TASK PROMPT:
Scan the following data for lines with "match" and state how many there are, as a number only.

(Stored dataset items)

========

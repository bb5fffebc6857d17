use crate::command::{CommandFactory, ExecutableCommand, ExitCode, Streams};
use crate::env::Environment;
use crate::external::find_command_path;
use crate::interpreter::Factory;
use anyhow::{Result, anyhow};
use argh::{EarlyExit, FromArgs};
use std::env;
use std::fs;
use std::io::{Read, Write};
use std::path::{Path, PathBuf};

/// Built-in commands known to the shell at compile time.
///
/// Builtins run in-process and never spawn a child.
pub(crate) trait BuiltinCommand: Sized {
    /// Canonical name of the command, e.g. "echo" or "cd".
    const NAME: &'static str;

    /// One-line summary shown by help and completion listings.
    const DESCRIPTION: &'static str;

    /// Build the command from its arguments (the name itself excluded).
    fn parse(args: &[&str]) -> Result<Self, EarlyExit>;

    /// Executes the command using provided IO streams and environment.
    ///
    /// Return value should follow shell conventions: 0 for success, non-zero for error.
    fn execute(
        self,
        stdin: &mut dyn Read,
        stdout: &mut dyn Write,
        env: &mut Environment,
    ) -> Result<ExitCode>;
}

/// Registry entry for one builtin: its name, summary and how to build it.
#[derive(Debug, Clone, Copy)]
pub struct BuiltinInfo {
    pub name: &'static str,
    pub description: &'static str,
    factory: fn() -> Box<dyn CommandFactory>,
}

impl BuiltinInfo {
    const fn of<T: BuiltinCommand + 'static>() -> Self {
        Self {
            name: T::NAME,
            description: T::DESCRIPTION,
            factory: factory_of::<T>,
        }
    }

    /// Look a builtin up by name.
    pub fn find(name: &str) -> Option<&'static BuiltinInfo> {
        BUILTINS.iter().find(|b| b.name == name)
    }
}

fn factory_of<T: BuiltinCommand + 'static>() -> Box<dyn CommandFactory> {
    Box::new(Factory::<T>::default())
}

/// Every builtin, sorted by name.
pub const BUILTINS: &[BuiltinInfo] = &[
    BuiltinInfo::of::<Cd>(),
    BuiltinInfo::of::<Echo>(),
    BuiltinInfo::of::<Exit>(),
    BuiltinInfo::of::<Pwd>(),
    BuiltinInfo::of::<Type>(),
];

/// Whether `name` is handled in-process.
pub fn is_builtin(name: &str) -> bool {
    BuiltinInfo::find(name).is_some()
}

/// One factory per entry of [`BUILTINS`], in registry order.
pub(crate) fn builtin_factories() -> Vec<Box<dyn CommandFactory>> {
    BUILTINS.iter().map(|b| (b.factory)()).collect()
}

impl<T: BuiltinCommand> ExecutableCommand for T {
    fn execute(self: Box<Self>, mut streams: Streams, env: &mut Environment) -> Result<ExitCode> {
        let result = T::execute(*self, &mut streams.stdin, &mut streams.stdout, env);
        streams.stdout.flush()?;
        match result {
            Ok(x) => Ok(x),
            Err(e) => {
                writeln!(streams.stderr, "{e}")?;
                Ok(1)
            }
        }
    }
}

/// Usage text or a usage error produced while parsing builtin arguments.
struct InvalidArgs {
    output: String,
    is_error: bool,
}

impl ExecutableCommand for InvalidArgs {
    fn execute(self: Box<Self>, mut streams: Streams, _env: &mut Environment) -> Result<ExitCode> {
        if self.is_error {
            writeln!(streams.stderr, "{}", self.output.trim_end())?;
            Ok(1)
        } else {
            writeln!(streams.stdout, "{}", self.output.trim_end())?;
            Ok(0)
        }
    }
}

impl<T: BuiltinCommand + 'static> CommandFactory for Factory<T> {
    fn try_create(
        &self,
        _env: &Environment,
        name: &str,
        args: &[&str],
    ) -> Option<Box<dyn ExecutableCommand>> {
        if name != T::NAME {
            return None;
        }
        Some(match T::parse(args) {
            Ok(cmd) => Box::new(cmd),
            Err(EarlyExit { output, status: Ok(()) }) => {
                let info = BuiltinInfo::of::<T>();
                Box::new(InvalidArgs {
                    output: format!("{}: {}\n\n{output}", info.name, info.description),
                    is_error: false,
                })
            }
            Err(EarlyExit { output, status: Err(()) }) => Box::new(InvalidArgs {
                output,
                is_error: true,
            }),
        })
    }
}

#[derive(FromArgs)]
/// Print the current working directory to standard output.
pub struct Pwd {}

impl BuiltinCommand for Pwd {
    const NAME: &'static str = "pwd";
    const DESCRIPTION: &'static str = "Print the working directory";

    fn parse(args: &[&str]) -> Result<Self, EarlyExit> {
        Self::from_args(&[Self::NAME], args)
    }

    fn execute(
        self,
        _stdin: &mut dyn Read,
        stdout: &mut dyn Write,
        env: &mut Environment,
    ) -> Result<ExitCode> {
        writeln!(stdout, "{}", env.current_dir.display())?;
        Ok(0)
    }
}

#[derive(FromArgs)]
/// Change the current working directory.
/// Without a target, or with `~`, changes to the directory named by HOME.
pub struct Cd {
    #[argh(positional)]
    /// directory to switch to; absolute or relative to the current directory.
    pub target: Option<String>,
}

impl BuiltinCommand for Cd {
    const NAME: &'static str = "cd";
    const DESCRIPTION: &'static str = "Change the directory";

    fn parse(args: &[&str]) -> Result<Self, EarlyExit> {
        Self::from_args(&[Self::NAME], args)
    }

    fn execute(
        self,
        _stdin: &mut dyn Read,
        _stdout: &mut dyn Write,
        env: &mut Environment,
    ) -> Result<ExitCode> {
        let target = match self.target.as_deref() {
            None | Some("") | Some("~") => env
                .home_dir()
                .ok_or_else(|| anyhow!("cd: HOME not set"))?,
            Some(t) => PathBuf::from(t),
        };

        let new_dir = env.current_dir.join(&target);
        let canonical = fs::canonicalize(&new_dir)
            .ok()
            .filter(|dir| dir.is_dir())
            .ok_or_else(|| anyhow!("cd: {}: No such file or directory", target.display()))?;

        env::set_current_dir(&canonical)
            .map_err(|e| anyhow!("cd: {}: {e}", target.display()))?;
        log::debug!("cd to {}", canonical.display());
        env.current_dir = canonical;
        Ok(0)
    }
}

/// Exit the shell.
///
/// Only `exit` and `exit 0` end the shell. Arguments are taken verbatim, so
/// anything else, `exit -1` included, is ignored.
pub struct Exit {
    pub args: Vec<String>,
}

impl BuiltinCommand for Exit {
    const NAME: &'static str = "exit";
    const DESCRIPTION: &'static str = "Exit the shell";

    fn parse(args: &[&str]) -> Result<Self, EarlyExit> {
        Ok(Self {
            args: args.iter().map(|s| s.to_string()).collect(),
        })
    }

    fn execute(
        self,
        _stdin: &mut dyn Read,
        _stdout: &mut dyn Write,
        env: &mut Environment,
    ) -> Result<ExitCode> {
        match self.args.as_slice() {
            [] => env.should_exit = true,
            [code] if code == "0" => env.should_exit = true,
            other => log::debug!("exit ignored for arguments {other:?}"),
        }
        Ok(0)
    }
}

/// Write the arguments to standard output, separated by spaces, followed by a newline.
///
/// Arguments are taken verbatim, so `echo --help` prints `--help`.
pub struct Echo {
    pub args: Vec<String>,
}

impl BuiltinCommand for Echo {
    const NAME: &'static str = "echo";
    const DESCRIPTION: &'static str = "Display a line of text";

    fn parse(args: &[&str]) -> Result<Self, EarlyExit> {
        Ok(Self {
            args: args.iter().map(|s| s.to_string()).collect(),
        })
    }

    fn execute(
        self,
        _stdin: &mut dyn Read,
        stdout: &mut dyn Write,
        _env: &mut Environment,
    ) -> Result<ExitCode> {
        writeln!(stdout, "{}", self.args.join(" "))?;
        Ok(0)
    }
}

#[derive(FromArgs)]
/// Describe how a command name would be interpreted.
pub struct Type {
    #[argh(positional)]
    /// command name to look up.
    pub name: String,
}

impl BuiltinCommand for Type {
    const NAME: &'static str = "type";
    const DESCRIPTION: &'static str = "Describe a command";

    fn parse(args: &[&str]) -> Result<Self, EarlyExit> {
        Self::from_args(&[Self::NAME], args)
    }

    fn execute(
        self,
        _stdin: &mut dyn Read,
        stdout: &mut dyn Write,
        env: &mut Environment,
    ) -> Result<ExitCode> {
        if is_builtin(&self.name) {
            writeln!(stdout, "{} is a shell builtin", self.name)?;
            return Ok(0);
        }

        let paths = env.search_paths().unwrap_or_default();
        let resolved = find_command_path(&paths, Path::new(&self.name)).map(|p| p.into_owned());
        match resolved {
            Some(path) => {
                writeln!(stdout, "{} is {}", self.name, path.display())?;
                Ok(0)
            }
            None => {
                writeln!(stdout, "{}: not found", self.name)?;
                Ok(1)
            }
        }
    }
}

========

SOLUTION TO THE PROBLEM:
5